---------- EXTRACTED DATA ----------

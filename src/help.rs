use crate::terminal::Terminal;
use crossterm::cursor::MoveTo;
use crossterm::event::KeyCode;
use crossterm::queue;
use crossterm::style::{Attribute, Color, Print, ResetColor, SetAttribute, SetForegroundColor};
use std::io::{self, stdout, Write};

/// Key help shown while a tree is on screen
pub const HELP: &str = "\
BONSAI
─────────────────
q/Esc  Quit
?      Close help";

/// Box-drawn rows for a help text, padded to equal width
pub fn help_box(help_text: &str) -> Vec<String> {
    let lines: Vec<&str> = help_text.lines().collect();
    let max_width = lines.iter().map(|l| l.chars().count()).max().unwrap_or(0);
    let bar = "─".repeat(max_width + 2);

    let mut rows = Vec::with_capacity(lines.len() + 2);
    rows.push(format!("┌{}┐", bar));
    for line in &lines {
        let padding = max_width.saturating_sub(line.chars().count());
        rows.push(format!("│ {}{} │", line, " ".repeat(padding)));
    }
    rows.push(format!("└{}┘", bar));
    rows
}

/// Show a modal help overlay without modifying the back buffer.
/// Returns true if the user requested quit (q/Esc) while the overlay is open.
pub fn show_help_modal(term: &mut Terminal, help_text: &str) -> io::Result<bool> {
    if help_text.is_empty() {
        return Ok(false);
    }

    let (width, height) = term.size();
    let rows = help_box(help_text);
    let box_width = rows[0].chars().count();
    let start_x = (width as usize).saturating_sub(box_width) / 2;
    let start_y = (height as usize).saturating_sub(rows.len()) / 2;

    let mut out = stdout();
    queue!(out, SetForegroundColor(Color::White))?;
    for (i, row) in rows.iter().enumerate() {
        queue!(out, MoveTo(start_x as u16, (start_y + i) as u16), Print(row))?;
    }
    queue!(out, SetAttribute(Attribute::Reset), ResetColor)?;
    out.flush()?;

    loop {
        if let Some(code) = term.wait_key(50)? {
            match code {
                KeyCode::Char('?') => break,
                KeyCode::Char('q') | KeyCode::Esc => return Ok(true),
                _ => {}
            }
        }
    }

    // Restore previous frame from back buffer.
    term.render()?;
    Ok(false)
}
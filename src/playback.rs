//! Incremental reveal of a grown tree.
//!
//! `Playback` owns a fixed cell sequence and a cursor. It is advanced only
//! by an outside frame loop calling [`Playback::tick`]; cells revealed since
//! the last frame are drained with [`Playback::pending_reveals`].

use crate::grow::Cell;

/// How cells are revealed
#[derive(Clone, Copy, Debug, PartialEq, Eq)]
pub enum Mode {
    /// Everything at once on the first drain
    Instant,
    /// One primer cell, then one cell per elapsed step
    Live,
}

pub struct Playback {
    cells: Vec<Cell>,
    mode: Mode,
    step: f64,
    next: usize,
    pending: Vec<usize>,
    accumulator: f64,
    started: bool,
    finished: bool,
    drawn: bool,
}

impl Playback {
    pub fn new(cells: Vec<Cell>, mode: Mode, step: f64) -> Self {
        let mut playback = Self {
            cells,
            mode,
            step,
            next: 0,
            pending: Vec::new(),
            accumulator: 0.0,
            started: false,
            finished: false,
            drawn: false,
        };
        playback.start();
        playback
    }

    /// Rewind to the beginning of the sequence
    pub fn start(&mut self) {
        self.next = 0;
        self.pending.clear();
        self.accumulator = 0.0;
        self.started = false;
        self.finished = self.cells.is_empty();
        self.drawn = false;
    }

    /// Advance by `dt` seconds
    pub fn tick(&mut self, dt: f64) {
        if self.mode == Mode::Instant || self.finished {
            return;
        }

        if !self.started {
            if self.next < self.cells.len() {
                self.reveal_next();
                self.started = true;
            } else {
                self.finished = true;
                return;
            }
        }

        if self.step <= 0.0 || !self.step.is_finite() {
            while self.next < self.cells.len() {
                self.reveal_next();
            }
            self.finished = true;
            return;
        }

        self.accumulator += dt.max(0.0);
        while self.accumulator >= self.step && self.next < self.cells.len() {
            self.reveal_next();
            self.accumulator -= self.step;
        }

        if self.next >= self.cells.len() {
            self.finished = true;
        }
    }

    /// Reveal every cell before `index` at once (resuming saved progress)
    pub fn skip_to(&mut self, index: usize) {
        let index = index.min(self.cells.len());
        while self.next < index {
            self.reveal_next();
        }
        if self.next > 0 {
            self.started = true;
        }
        if self.next >= self.cells.len() {
            self.finished = true;
        }
    }

    /// Cells revealed since the previous call, in sequence order
    pub fn pending_reveals(&mut self) -> Vec<Cell> {
        if self.mode == Mode::Instant {
            if self.drawn {
                return Vec::new();
            }
            self.drawn = true;
            self.finished = true;
            self.pending.clear();
            self.next = self.cells.len();
            return self.cells.clone();
        }

        self.pending.drain(..).map(|index| self.cells[index]).collect()
    }

    /// Done once the cursor hit the end and nothing is left to draw
    pub fn is_finished(&self) -> bool {
        match self.mode {
            Mode::Instant => self.finished && self.drawn,
            Mode::Live => self.finished && self.pending.is_empty(),
        }
    }

    /// Number of cells revealed so far
    pub fn revealed(&self) -> usize {
        self.next
    }

    fn reveal_next(&mut self) {
        self.pending.push(self.next);
        self.next += 1;
    }
}

#[cfg(test)]
mod tests {
    use super::*;

    fn cells(n: usize) -> Vec<Cell> {
        (0..n)
            .map(|i| Cell {
                x: i as i32,
                y: 0,
                ch: '&',
                color: 2,
                bold: false,
            })
            .collect()
    }

    #[test]
    fn instant_reveals_everything_once() {
        let mut playback = Playback::new(cells(5), Mode::Instant, 0.03);
        playback.tick(1.0);
        assert!(!playback.is_finished());
        assert_eq!(playback.pending_reveals(), cells(5));
        assert!(playback.is_finished());
        assert!(playback.pending_reveals().is_empty());
    }

    #[test]
    fn first_tick_primes_one_cell() {
        let mut playback = Playback::new(cells(5), Mode::Live, 0.25);
        playback.tick(0.0);
        assert_eq!(playback.pending_reveals().len(), 1);
        assert_eq!(playback.revealed(), 1);
    }

    #[test]
    fn long_tick_catches_up() {
        let mut playback = Playback::new(cells(10), Mode::Live, 0.25);
        playback.tick(0.0);
        playback.tick(1.0);
        assert_eq!(playback.revealed(), 5);
        assert_eq!(playback.pending_reveals(), cells(5));
    }

    #[test]
    fn revealed_count_follows_elapsed_time() {
        let mut playback = Playback::new(cells(100), Mode::Live, 0.125);
        let ticks = [0.0, 0.5, 0.0625, 0.0625, 0.25, 0.375];
        let total: f64 = ticks.iter().sum();
        for dt in ticks {
            playback.tick(dt);
        }
        assert_eq!(playback.revealed(), (total / 0.125) as usize + 1);
    }

    #[test]
    fn zero_step_reveals_all() {
        let mut playback = Playback::new(cells(7), Mode::Live, 0.0);
        playback.tick(0.0);
        assert_eq!(playback.pending_reveals().len(), 7);
        assert!(playback.is_finished());

        let mut negative = Playback::new(cells(3), Mode::Live, -1.0);
        negative.tick(0.0);
        assert_eq!(negative.revealed(), 3);
    }

    #[test]
    fn non_finite_step_reveals_all() {
        for step in [f64::NAN, f64::INFINITY] {
            let mut playback = Playback::new(cells(5), Mode::Live, step);
            playback.tick(1.0);
            assert_eq!(playback.pending_reveals(), cells(5));
            assert!(playback.is_finished());
        }
    }

    #[test]
    fn not_finished_until_drained() {
        let mut playback = Playback::new(cells(2), Mode::Live, 0.5);
        playback.tick(0.0);
        playback.tick(0.5);
        assert!(!playback.is_finished());
        assert_eq!(playback.pending_reveals().len(), 2);
        assert!(playback.is_finished());
    }

    #[test]
    fn drains_preserve_order_without_duplicates() {
        let mut playback = Playback::new(cells(20), Mode::Live, 0.25);
        let mut seen = Vec::new();
        while !playback.is_finished() {
            playback.tick(0.375);
            seen.extend(playback.pending_reveals());
        }
        assert_eq!(seen, cells(20));
    }

    #[test]
    fn empty_sequence_finishes_live() {
        let mut playback = Playback::new(Vec::new(), Mode::Live, 0.1);
        assert!(playback.is_finished());
        playback.tick(1.0);
        assert!(playback.pending_reveals().is_empty());
    }

    #[test]
    fn skip_reveals_prefix() {
        let mut playback = Playback::new(cells(10), Mode::Live, 0.5);
        playback.skip_to(4);
        assert_eq!(playback.pending_reveals(), cells(4));
        playback.tick(0.0);
        assert!(playback.pending_reveals().is_empty());
        playback.tick(0.5);
        assert_eq!(playback.pending_reveals()[0].x, 4);
    }

    #[test]
    fn restart_rewinds() {
        let mut playback = Playback::new(cells(3), Mode::Live, 0.0);
        playback.tick(0.0);
        playback.pending_reveals();
        playback.start();
        assert_eq!(playback.revealed(), 0);
        assert!(!playback.is_finished());
    }
}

----------

* _PROBLEM REQUIREMENTS_: Scan the entries above and return each line that holds "seen".

* _ANSWER BOX_:
        let mut seen = Vec::new();
            seen.extend(playback.pending_reveals());
        assert_eq!(seen, cells(20));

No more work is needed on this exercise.